START RECORDS SUPPLIED

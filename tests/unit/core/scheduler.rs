//! Unit tests for the refresh scheduler state machine

use std::sync::Arc;
use std::time::Duration;

use stockwatch::config::RefreshConfig;
use stockwatch::core::refresh::CycleError;
use stockwatch::core::scheduler::{
    RefreshError, RefreshSchedule, RefreshScheduler, RefreshState, TriggerOutcome,
};
use stockwatch::metrics::Metrics;
use stockwatch::models::indicators::MacdCrossover;
use stockwatch::services::error::SourceError;

use crate::support::{
    flat_then_drop, flat_then_rise, pipeline, FakeProvider, FakeSymbols, GatedProvider,
    SlowProvider,
};

fn slow(delay: Duration) -> Arc<SlowProvider> {
    Arc::new(SlowProvider {
        inner: FakeProvider::new().with("RELIANCE.NS", &flat_then_rise()),
        delay,
        slow_symbol: "RELIANCE.NS".into(),
    })
}

fn hourly() -> RefreshSchedule {
    RefreshSchedule::every(Duration::from_secs(3600)).unwrap()
}

async fn wait_until<F: Fn() -> bool>(condition: F) {
    tokio::time::timeout(Duration::from_secs(5), async {
        while !condition() {
            tokio::time::sleep(Duration::from_millis(10)).await;
        }
    })
    .await
    .expect("condition not reached in time");
}

#[tokio::test]
async fn test_trigger_while_fetching_is_dropped() {
    let gated = Arc::new(GatedProvider::new(
        FakeProvider::new().with("RELIANCE.NS", &flat_then_rise()),
    ));
    let symbols = Arc::new(FakeSymbols::new(&["RELIANCE"]));
    let metrics = Arc::new(Metrics::new().unwrap());
    let scheduler = RefreshScheduler::new(
        pipeline(gated.clone(), symbols),
        hourly(),
        Some(metrics.clone()),
    );

    assert_eq!(scheduler.request_refresh(), TriggerOutcome::Accepted);
    gated.entered.notified().await;

    assert!(scheduler.is_fetching());
    assert_eq!(scheduler.status().state, RefreshState::Fetching);
    assert_eq!(scheduler.request_refresh(), TriggerOutcome::Dropped);
    assert!(matches!(
        scheduler.refresh_now().await,
        Err(RefreshError::InFlight)
    ));

    gated.open();
    wait_until(|| !scheduler.is_fetching()).await;

    let status = scheduler.status();
    assert_eq!(status.state, RefreshState::Idle);
    assert_eq!(status.cycles_completed, 1);
    assert_eq!(scheduler.snapshot().cycle, 1);
    // dropped triggers were not queued
    assert_eq!(gated.inner.calls(), 1);
    assert_eq!(metrics.refresh_triggers_dropped_total.get(), 2);
}

#[tokio::test]
async fn test_total_failure_keeps_previous_snapshot() {
    let provider = Arc::new(FakeProvider::new().with("RELIANCE.NS", &flat_then_rise()));
    let symbols = Arc::new(FakeSymbols::new(&["RELIANCE"]));
    let scheduler = RefreshScheduler::new(pipeline(provider.clone(), symbols), hourly(), None);

    let first = scheduler.refresh_now().await.unwrap();
    assert_eq!(first.cycle, 1);

    provider.fail("RELIANCE.NS", SourceError::Unavailable("connection refused".into()));
    let err = scheduler.refresh_now().await.unwrap_err();
    assert!(matches!(
        err,
        RefreshError::Cycle(CycleError::SourceUnreachable { .. })
    ));

    let status = scheduler.status();
    assert_eq!(status.state, RefreshState::Error);
    assert!(status.last_error.unwrap().contains("connection refused"));
    let visible = scheduler.snapshot();
    assert_eq!(visible.cycle, 1);
    assert!(visible.get("RELIANCE.NS").unwrap().is_ok());

    // next good cycle clears the error
    provider.set("RELIANCE.NS", &flat_then_rise());
    let recovered = scheduler.refresh_now().await.unwrap();
    assert_eq!(recovered.cycle, 2);
    let status = scheduler.status();
    assert_eq!(status.state, RefreshState::Idle);
    assert!(status.last_error.is_none());
    assert_eq!(status.cycles_completed, 2);
}

#[tokio::test]
async fn test_crossover_across_consecutive_cycles() {
    let provider = Arc::new(FakeProvider::new().with("RELIANCE.NS", &flat_then_rise()));
    let symbols = Arc::new(FakeSymbols::new(&["RELIANCE"]));
    let scheduler = RefreshScheduler::new(pipeline(provider.clone(), symbols), hourly(), None);

    let crossover = |snap: &stockwatch::core::snapshot::Snapshot| {
        snap.get("RELIANCE.NS").unwrap().values().unwrap().macd_crossover
    };

    let first = scheduler.refresh_now().await.unwrap();
    assert_eq!(crossover(&first), MacdCrossover::Above);

    provider.set("RELIANCE.NS", &flat_then_drop());
    let second = scheduler.refresh_now().await.unwrap();
    assert_eq!(crossover(&second), MacdCrossover::Bearish);

    let third = scheduler.refresh_now().await.unwrap();
    assert_eq!(crossover(&third), MacdCrossover::Below);

    provider.set("RELIANCE.NS", &flat_then_rise());
    let fourth = scheduler.refresh_now().await.unwrap();
    assert_eq!(crossover(&fourth), MacdCrossover::Bullish);
}

#[tokio::test]
async fn test_start_runs_initial_cycle_and_pause_stops_timer() {
    let provider = Arc::new(FakeProvider::new().with("RELIANCE.NS", &flat_then_rise()));
    let symbols = Arc::new(FakeSymbols::new(&["RELIANCE"]));
    let scheduler = RefreshScheduler::new(
        pipeline(provider.clone(), symbols),
        RefreshSchedule::every(Duration::from_millis(50)).unwrap(),
        None,
    );

    scheduler.start().await;
    assert!(scheduler.is_running().await);
    wait_until(|| scheduler.status().cycles_completed >= 2).await;

    scheduler.set_auto_refresh(false);
    assert!(!scheduler.status().auto_refresh);
    tokio::time::sleep(Duration::from_millis(120)).await;
    let calls = provider.calls();
    tokio::time::sleep(Duration::from_millis(250)).await;
    assert_eq!(provider.calls(), calls);

    // manual refresh still works while paused
    let before = scheduler.snapshot().cycle;
    let snap = scheduler.refresh_now().await.unwrap();
    assert_eq!(snap.cycle, before + 1);

    scheduler.stop().await;
    assert!(!scheduler.is_running().await);
}

#[tokio::test]
async fn test_interval_period_does_not_stretch_with_cycle_time() {
    let symbols = Arc::new(FakeSymbols::new(&["RELIANCE"]));
    let scheduler = RefreshScheduler::new(
        pipeline(slow(Duration::from_millis(80)), symbols),
        RefreshSchedule::every(Duration::from_millis(100)).unwrap(),
        None,
    );

    scheduler.start().await;
    tokio::time::sleep(Duration::from_millis(1_050)).await;
    scheduler.stop().await;

    // one cycle per 100ms tick, not one per 180ms
    let completed = scheduler.status().cycles_completed;
    assert!(completed >= 8, "only {} cycles completed", completed);
}

#[tokio::test]
async fn test_timer_tick_during_running_cycle_is_dropped() {
    let symbols = Arc::new(FakeSymbols::new(&["RELIANCE"]));
    let metrics = Arc::new(Metrics::new().unwrap());
    let scheduler = RefreshScheduler::new(
        pipeline(slow(Duration::from_millis(120)), symbols),
        RefreshSchedule::every(Duration::from_millis(50)).unwrap(),
        Some(metrics.clone()),
    );

    scheduler.start().await;
    tokio::time::sleep(Duration::from_millis(500)).await;
    scheduler.stop().await;

    assert!(metrics.refresh_triggers_dropped_total.get() >= 1);
    assert!(scheduler.status().cycles_completed >= 2);
}

#[tokio::test]
async fn test_cancelled_refresh_returns_to_idle() {
    let gated = Arc::new(GatedProvider::new(
        FakeProvider::new().with("RELIANCE.NS", &flat_then_rise()),
    ));
    let symbols = Arc::new(FakeSymbols::new(&["RELIANCE"]));
    let scheduler = RefreshScheduler::new(pipeline(gated.clone(), symbols), hourly(), None);

    let cancelled = tokio::time::timeout(Duration::from_millis(50), scheduler.refresh_now()).await;
    assert!(cancelled.is_err());
    assert!(!scheduler.is_fetching());
    assert_eq!(scheduler.status().state, RefreshState::Idle);
    assert_eq!(scheduler.snapshot().cycle, 0);

    gated.open();
    assert_eq!(scheduler.refresh_now().await.unwrap().cycle, 1);
}

#[tokio::test]
async fn test_stop_lets_running_cycle_finish() {
    let gated = Arc::new(GatedProvider::new(
        FakeProvider::new().with("RELIANCE.NS", &flat_then_rise()),
    ));
    let symbols = Arc::new(FakeSymbols::new(&["RELIANCE"]));
    let scheduler = RefreshScheduler::new(pipeline(gated.clone(), symbols), hourly(), None);

    scheduler.start().await;
    gated.entered.notified().await;
    scheduler.stop().await;
    assert!(!scheduler.is_running().await);
    assert_eq!(scheduler.status().state, RefreshState::Fetching);

    gated.open();
    wait_until(|| !scheduler.is_fetching()).await;
    let status = scheduler.status();
    assert_eq!(status.state, RefreshState::Idle);
    assert_eq!(status.cycles_completed, 1);
    assert_eq!(scheduler.snapshot().cycle, 1);
}

#[test]
fn test_schedule_from_config() {
    let interval = RefreshSchedule::from_config(&RefreshConfig {
        interval: Duration::from_secs(30),
        cron: None,
    })
    .unwrap();
    assert_eq!(interval.next_delay(), Duration::from_secs(30));

    let cron = RefreshSchedule::from_config(&RefreshConfig {
        interval: Duration::from_secs(30),
        cron: Some("*/5 * * * * *".into()),
    })
    .unwrap();
    assert!(matches!(cron, RefreshSchedule::Cron(_)));
    assert!(cron.next_delay() <= Duration::from_secs(5));
}

#[test]
fn test_schedule_rejects_bad_input() {
    assert!(RefreshSchedule::cron("every tuesday").is_err());
    assert!(RefreshSchedule::every(Duration::ZERO).is_err());
}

END RECORDS SUPPLIED

Look through the records for the string "SourceError". Copy every line that has it.

ANSWER BOX
use stockwatch::services::error::SourceError;
    provider.fail("RELIANCE.NS", SourceError::Unavailable("connection refused".into()));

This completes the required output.